Cox, along with five other Attorneys General from the Great Lakes region, has vigorously sought to protect Great Lakes waters from the introduction of further invasive species through ballast water discharges.
“The Great Lakes are Michigan’s greatest treasure, and aquatic nuisance species cause significant harm to this delicate ecosystem,” Cox said. “I joined this fight with the goal of helping to preserve this environmental and economic resource for future generations.”
At the urging of Cox and other attorneys general, the Court ruled in March 2005 that the EPA’s refusal to regulate ballast water discharges under the Clean Water Act was inconsistent with the law. Since July of last year, the Court has been considering arguments over appropriate remedies to impose against the EPA. The Court rejected the EPA’s request to simply defer to the agency’s internal rulemaking process, without the imposition of any deadline. Instead the order requires that the EPA regulate ballast water discharges, and that it do so by September 2008.
“I am pleased that the Court has made it clear that the Environmental Protection Agency is indeed obligated to regulate ballast water discharges, and that a deadline has been set for such action to occur,” Cox reacted. “The state of Michigan will ensure that this deadline is met, and would urge the EPA to implement regulation of ballast water discharges as soon as possible.”
Ballast water is discharged when large oceangoing vessels load cargo in the Great Lakes. This water may contain aquatic nuisance species, which can wreak havoc on the ecosystem and reproduce rapidly in the absence of natural predators and diseases in their new environment.
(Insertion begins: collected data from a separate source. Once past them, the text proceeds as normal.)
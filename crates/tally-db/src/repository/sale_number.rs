//! # Sale Number Repository
//!
//! Human-readable, per-branch sale numbers: `{BRANCH CODE}-{NNNNNN}`.
//!
//! ```text
//! MAIN-000001, MAIN-000002, ...    NORTH-000001, ...
//! ```
//!
//! The counter row is bumped with a single upsert inside the sale's own
//! transaction. A rolled-back sale rolls its number back too, so numbers
//! are gap-free per branch among committed sales.

use sqlx::{SqliteConnection, SqlitePool};
use tracing::debug;

use crate::error::DbResult;
use crate::repository::catalog::CatalogRepository;
use tally_core::CoreError;

/// Repository for per-branch sale number counters.
#[derive(Debug, Clone)]
pub struct SaleNumberRepository {
    pool: SqlitePool,
}

impl SaleNumberRepository {
    /// Creates a new SaleNumberRepository.
    pub fn new(pool: SqlitePool) -> Self {
        SaleNumberRepository { pool }
    }

    /// Issues the next number for `branch_id` in its own transaction.
    pub async fn issue(&self, branch_id: i64) -> DbResult<String> {
        let mut tx = self.pool.begin().await?;
        let number = Self::issue_in(&mut tx, branch_id).await?;
        tx.commit().await?;
        Ok(number)
    }

    /// Issues the next number for `branch_id` inside the caller's transaction.
    pub async fn issue_in(conn: &mut SqliteConnection, branch_id: i64) -> DbResult<String> {
        let branch = CatalogRepository::branch_in(conn, branch_id)
            .await?
            .ok_or(CoreError::BranchNotFound(branch_id))?;

        let value: i64 = sqlx::query_scalar(
            r#"
            INSERT INTO sale_number_counters (branch_id, last_value) VALUES (?1, 1)
            ON CONFLICT(branch_id) DO UPDATE SET last_value = last_value + 1
            RETURNING last_value
            "#,
        )
        .bind(branch_id)
        .fetch_one(&mut *conn)
        .await?;

        let number = format_sale_number(&branch.code, value);
        debug!(branch_id, sale_number = %number, "Issued sale number");
        Ok(number)
    }

    /// Last value issued for a branch, 0 if none.
    pub async fn last_issued(&self, branch_id: i64) -> DbResult<i64> {
        let value: Option<i64> =
            sqlx::query_scalar("SELECT last_value FROM sale_number_counters WHERE branch_id = ?1")
                .bind(branch_id)
                .fetch_optional(&self.pool)
                .await?;

        Ok(value.unwrap_or(0))
    }
}

/// Formats a sale number. Values past 999999 simply grow wider.
pub fn format_sale_number(branch_code: &str, value: i64) -> String {
    format!("{branch_code}-{value:06}")
}

#[cfg(test)]
mod tests {
    use super::*;
    use crate::error::DbError;
    use crate::repository::testing::seeded_db;

    #[test]
    fn test_format_sale_number() {
        assert_eq!(format_sale_number("MAIN", 1), "MAIN-000001");
        assert_eq!(format_sale_number("N", 1_234_567), "N-1234567");
    }

    #[tokio::test]
    async fn test_numbers_are_sequential_per_branch() {
        let db = seeded_db().await;
        let numbers = db.sale_numbers();

        assert_eq!(numbers.issue(1).await.unwrap(), "MAIN-000001");
        assert_eq!(numbers.issue(1).await.unwrap(), "MAIN-000002");
        assert_eq!(numbers.issue(2).await.unwrap(), "NORTH-000001");
        assert_eq!(numbers.last_issued(1).await.unwrap(), 2);
    }

    #[tokio::test]
    async fn test_rolled_back_number_is_reissued() {
        let db = seeded_db().await;

        let mut tx = db.begin().await.unwrap();
        let first = SaleNumberRepository::issue_in(&mut tx, 1).await.unwrap();
        tx.rollback().await.unwrap();

        let again = db.sale_numbers().issue(1).await.unwrap();
        assert_eq!(first, again);
    }

    #[tokio::test]
    async fn test_unknown_branch() {
        let db = seeded_db().await;
        let err = db.sale_numbers().issue(77).await.unwrap_err();
        assert!(matches!(err, DbError::Rejected(CoreError::BranchNotFound(77))));
    }
}
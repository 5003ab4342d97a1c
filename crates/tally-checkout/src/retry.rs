//! Busy-database retry loop shared by every write the services make.

use std::future::Future;

use backoff::backoff::Backoff;
use tracing::{debug, warn};

use crate::error::{CheckoutError, CheckoutResult};
use crate::settings::CheckoutSettings;

/// Runs `attempt` until it stops failing with a busy database.
///
/// Each attempt must be a whole transaction. After `max_attempts` busy
/// failures the caller gets `ConcurrencyConflict`.
pub(crate) async fn retry_busy<T, F, Fut>(
    settings: &CheckoutSettings,
    operation: &'static str,
    mut attempt: F,
) -> CheckoutResult<T>
where
    F: FnMut() -> Fut,
    Fut: Future<Output = CheckoutResult<T>>,
{
    let mut backoff = settings.backoff();
    let mut attempts = 0u32;

    loop {
        attempts += 1;
        match attempt().await {
            Err(e) if e.is_transient() => {
                if attempts >= settings.max_attempts {
                    warn!(operation, attempts, error = %e, "Giving up on busy database");
                    return Err(CheckoutError::ConcurrencyConflict { attempts });
                }
                let delay = backoff.next_backoff().unwrap_or(settings.max_backoff);
                debug!(operation, attempt = attempts, ?delay, "Database busy, retrying");
                tokio::time::sleep(delay).await;
            }
            other => return other,
        }
    }
}

#[cfg(test)]
mod tests {
    use super::*;
    use std::time::Duration;
    use tally_db::DbError;

    fn fast() -> CheckoutSettings {
        CheckoutSettings {
            initial_backoff: Duration::from_millis(1),
            max_backoff: Duration::from_millis(2),
            ..Default::default()
        }
    }

    #[tokio::test]
    async fn test_busy_then_success() {
        let mut calls = 0;
        let result = retry_busy(&fast(), "test", || {
            calls += 1;
            let n = calls;
            async move {
                if n < 3 {
                    Err(CheckoutError::from(DbError::Busy("database is locked".into())))
                } else {
                    Ok(n)
                }
            }
        })
        .await;

        assert_eq!(result.unwrap(), 3);
    }

    #[tokio::test]
    async fn test_gives_up_after_max_attempts() {
        let mut calls = 0;
        let result: CheckoutResult<()> = retry_busy(&fast(), "test", || {
            calls += 1;
            async { Err(CheckoutError::from(DbError::Busy("database is locked".into()))) }
        })
        .await;

        assert!(matches!(result, Err(CheckoutError::ConcurrencyConflict { attempts: 3 })));
        assert_eq!(calls, 3);
    }

    #[tokio::test]
    async fn test_refusals_are_not_retried() {
        let mut calls = 0;
        let result: CheckoutResult<()> = retry_busy(&fast(), "test", || {
            calls += 1;
            async { Err(CheckoutError::not_found("Sale", "s1")) }
        })
        .await;

        assert!(matches!(result, Err(CheckoutError::NotFound { .. })));
        assert_eq!(calls, 1);
    }
}
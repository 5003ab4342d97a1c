//! # Inventory Service
//!
//! Stock lookups and back-office stock changes, with the caller's
//! capability and branch scope checked before the ledger is touched.
//!
//! | Operation   | Capability        | Branch checked        |
//! |-------------|-------------------|-----------------------|
//! | `stock`     | `ViewInventory`   | the requested branch  |
//! | `low_stock` | `ViewInventory`   | filter, or own branch |
//! | `receive`   | `ManageInventory` | receiving branch      |
//! | `adjust`    | `ManageInventory` | counted branch        |
//! | `transfer`  | `ManageInventory` | both branches         |

use serde::{Deserialize, Serialize};
use tracing::info;
use ts_rs::TS;

use crate::error::{CheckoutError, CheckoutResult};
use crate::retry::retry_busy;
use crate::settings::CheckoutSettings;
use tally_core::validation::validate_notes;
use tally_core::{Caller, Capability, LowStockItem, Role, StockMovement};
use tally_db::Database;

/// Movements shown with a stock lookup.
pub const RECENT_MOVEMENTS: i64 = 20;

#[derive(Debug, Clone, PartialEq, Eq, Serialize, Deserialize, TS)]
#[ts(export)]
#[serde(rename_all = "camelCase")]
pub struct ReceiveStockRequest {
    pub product_id: i64,
    pub branch_id: i64,
    pub quantity: i64,
    #[serde(default)]
    pub unit_cost_cents: Option<i64>,
    /// Delivery note or PO number.
    #[serde(default)]
    pub reference: Option<String>,
    #[serde(default)]
    pub notes: Option<String>,
}

#[derive(Debug, Clone, PartialEq, Eq, Serialize, Deserialize, TS)]
#[ts(export)]
#[serde(rename_all = "camelCase")]
pub struct AdjustStockRequest {
    pub product_id: i64,
    pub branch_id: i64,
    /// Physical count. Stock is set to this.
    pub counted_quantity: i64,
    #[serde(default)]
    pub notes: Option<String>,
}

#[derive(Debug, Clone, PartialEq, Eq, Serialize, Deserialize, TS)]
#[ts(export)]
#[serde(rename_all = "camelCase")]
pub struct TransferStockRequest {
    pub product_id: i64,
    pub from_branch_id: i64,
    pub to_branch_id: i64,
    pub quantity: i64,
    #[serde(default)]
    pub notes: Option<String>,
}

/// Stock at one branch with its latest movements.
#[derive(Debug, Clone, PartialEq, Eq, Serialize, Deserialize, TS)]
#[ts(export)]
#[serde(rename_all = "camelCase")]
pub struct StockReport {
    pub product_id: i64,
    pub branch_id: i64,
    pub current_stock: i64,
    pub reserved_stock: i64,
    pub available_stock: i64,
    pub recent_movements: Vec<StockMovement>,
}

/// Both legs of a transfer.
#[derive(Debug, Clone, PartialEq, Eq, Serialize, Deserialize, TS)]
#[ts(export)]
#[serde(rename_all = "camelCase")]
pub struct TransferOutcome {
    pub out_movement: StockMovement,
    pub in_movement: StockMovement,
}

#[derive(Debug, Clone)]
pub struct InventoryService {
    db: Database,
    settings: CheckoutSettings,
}

impl InventoryService {
    pub fn new(db: Database, settings: CheckoutSettings) -> Self {
        InventoryService { db, settings }
    }

    /// Stock level and recent movements for a product at a branch.
    ///
    /// A product that was never stocked at the branch reports zeros, as
    /// long as both exist.
    pub async fn stock(
        &self,
        caller: &Caller,
        product_id: i64,
        branch_id: i64,
    ) -> CheckoutResult<StockReport> {
        caller.require_at(Capability::ViewInventory, branch_id)?;

        let ledger = self.db.inventory();
        let (current_stock, reserved_stock) = match ledger.stock_level(product_id, branch_id).await? {
            Some(level) => (level.current_stock, level.reserved_stock),
            None => {
                let catalog = self.db.catalog();
                if catalog.get_product(product_id).await?.is_none() {
                    return Err(CheckoutError::not_found("Product", product_id));
                }
                if catalog.get_branch(branch_id).await?.is_none() {
                    return Err(CheckoutError::not_found("Branch", branch_id));
                }
                (0, 0)
            }
        };

        let recent_movements = ledger
            .movements_for(product_id, branch_id, RECENT_MOVEMENTS)
            .await?;

        Ok(StockReport {
            product_id,
            branch_id,
            current_stock,
            reserved_stock,
            available_stock: current_stock - reserved_stock,
            recent_movements,
        })
    }

    /// Products at or below their reorder level.
    ///
    /// Branch-bound callers only ever see their own branch.
    pub async fn low_stock(
        &self,
        caller: &Caller,
        branch_id: Option<i64>,
    ) -> CheckoutResult<Vec<LowStockItem>> {
        caller.require(Capability::ViewInventory)?;

        let scope = match branch_id {
            Some(id) => {
                caller.require_branch(id)?;
                Some(id)
            }
            None if caller.role == Role::Admin => None,
            None => caller.branch_id,
        };

        Ok(self.db.inventory().low_stock(scope).await?)
    }

    pub async fn receive(
        &self,
        caller: &Caller,
        request: ReceiveStockRequest,
    ) -> CheckoutResult<StockMovement> {
        caller.require_at(Capability::ManageInventory, request.branch_id)?;
        validate_notes(request.notes.as_deref())?;

        let ledger = &self.db.inventory();
        let request = &request;
        let movement = retry_busy(&self.settings, "receive_stock", move || async move {
            ledger.receive(
                request.product_id,
                request.branch_id,
                request.quantity,
                request.unit_cost_cents,
                request.reference.as_deref(),
                request.notes.as_deref(),
                caller.user_id,
            )
            .await
            .map_err(CheckoutError::from)
        })
        .await?;

        info!(
            product_id = request.product_id,
            branch_id = request.branch_id,
            quantity = request.quantity,
            reference = %movement.reference,
            "Stock received"
        );
        Ok(movement)
    }

    pub async fn adjust(
        &self,
        caller: &Caller,
        request: AdjustStockRequest,
    ) -> CheckoutResult<StockMovement> {
        caller.require_at(Capability::ManageInventory, request.branch_id)?;
        validate_notes(request.notes.as_deref())?;

        let ledger = &self.db.inventory();
        let request = &request;
        let movement = retry_busy(&self.settings, "adjust_stock", move || async move {
            ledger.adjust_to(
                request.product_id,
                request.branch_id,
                request.counted_quantity,
                request.notes.as_deref(),
                caller.user_id,
            )
            .await
            .map_err(CheckoutError::from)
        })
        .await?;

        info!(
            product_id = request.product_id,
            branch_id = request.branch_id,
            delta = movement.quantity,
            "Stock adjusted"
        );
        Ok(movement)
    }

    pub async fn transfer(
        &self,
        caller: &Caller,
        request: TransferStockRequest,
    ) -> CheckoutResult<TransferOutcome> {
        caller.require_at(Capability::ManageInventory, request.from_branch_id)?;
        caller.require_branch(request.to_branch_id)?;
        validate_notes(request.notes.as_deref())?;

        let ledger = &self.db.inventory();
        let request = &request;
        let legs = retry_busy(&self.settings, "transfer_stock", move || async move {
            ledger.transfer(
                request.product_id,
                request.from_branch_id,
                request.to_branch_id,
                request.quantity,
                request.notes.as_deref(),
                caller.user_id,
            )
            .await
            .map_err(CheckoutError::from)
        })
        .await?;

        info!(
            product_id = request.product_id,
            from_branch_id = request.from_branch_id,
            to_branch_id = request.to_branch_id,
            quantity = request.quantity,
            "Stock transferred"
        );
        let (out_movement, in_movement) = legs;
        Ok(TransferOutcome {
            out_movement,
            in_movement,
        })
    }
}
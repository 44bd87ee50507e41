//! Market Data Types
//!
//! Symbols, lookup intents and the payloads returned by the quote
//! provider. These types are transport-agnostic.

mod intent;
mod payload;
mod search;
mod symbol;

pub use intent::{
    FOREX_KEY_PREFIX, PROFILE_KEY_PREFIX, QuoteIntent, forex_key, profile_key, quote_key,
};
pub use payload::{CompanyProfile, MarketPayload, QuotePayload};
pub use search::{COMMON_STOCK, MAX_SEARCH_RESULTS, SymbolMatch, filter_common_stocks};
pub use symbol::Symbol;
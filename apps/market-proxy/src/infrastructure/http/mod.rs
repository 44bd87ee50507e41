//! HTTP API
//!
//! Public endpoints: `/market`, `/ai` and `/stock-search`, each also served
//! under `/api`.

mod controller;
mod error;
mod request;
mod response;

pub use controller::{AppState, create_router};
pub use error::ApiError;
pub use request::{AnalyzeRequest, MarketQuery, SearchQuery};
pub use response::{AnalysisResponse, ErrorBody, LimitedResponse, QuoteResponse, SearchResponse};
//! [`PriceFeed`] over the market proxy's `/market` endpoint.

use std::time::Duration;

use async_trait::async_trait;
use chrono::Utc;
use reqwest::{Client, StatusCode};
use serde::Deserialize;

use crate::application::{FeedError, PriceFeed};
use crate::domain::PriceQuote;

#[derive(Debug, Deserialize)]
struct MarketBody {
    c: Option<f64>,
    d: Option<f64>,
    dp: Option<f64>,
    pc: Option<f64>,
    #[serde(default)]
    limited: bool,
    #[serde(default)]
    cached: bool,
}

/// HTTP price feed.
#[derive(Debug, Clone)]
pub struct HttpPriceFeed {
    client: Client,
    base_url: String,
}

impl HttpPriceFeed {
    /// Create a feed against `base_url`.
    ///
    /// # Errors
    ///
    /// Returns error if the HTTP client cannot be built.
    pub fn new(base_url: impl Into<String>, timeout: Duration) -> Result<Self, FeedError> {
        let client = Client::builder()
            .timeout(timeout)
            .build()
            .map_err(|e| FeedError::Network(e.to_string()))?;
        Ok(Self {
            client,
            base_url: base_url.into(),
        })
    }
}

#[async_trait]
impl PriceFeed for HttpPriceFeed {
    async fn latest_price(&self, symbol: &str) -> Result<PriceQuote, FeedError> {
        let response = self
            .client
            .get(format!("{}/market", self.base_url))
            .query(&[("symbol", symbol)])
            .send()
            .await
            .map_err(|e| FeedError::Network(e.to_string()))?;

        let status = response.status();
        if status == StatusCode::TOO_MANY_REQUESTS {
            return Err(FeedError::Limited);
        }
        if !status.is_success() {
            return Err(FeedError::Status(status.as_u16()));
        }

        let body: MarketBody = response.json().await.map_err(|_| FeedError::NoPrice)?;
        if body.limited {
            return Err(FeedError::Limited);
        }
        let price = body
            .c
            .filter(|c| c.is_finite() && *c > 0.0)
            .ok_or(FeedError::NoPrice)?;

        Ok(PriceQuote {
            price,
            change: body.d,
            change_percent: body.dp,
            previous_close: body.pc,
            cached: body.cached,
            fetched_at: Utc::now(),
        })
    }
}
Aquatic nuisance species such as the zebra mussel and sea lamprey not only threaten the Great Lakes ecosystem but also pose a significant economic threat to commercial industries that rely on the Great Lakes.
In addition to the lawsuit, Cox successfully advocated for the passage of legislation, requiring the Michigan Department of Environmental Quality to regulate ballast water discharges for vessels operating in Michigan ports beginning in 2007. Cox has also opposed federal legislative efforts to weaken existing laws that protect the Great Lakes.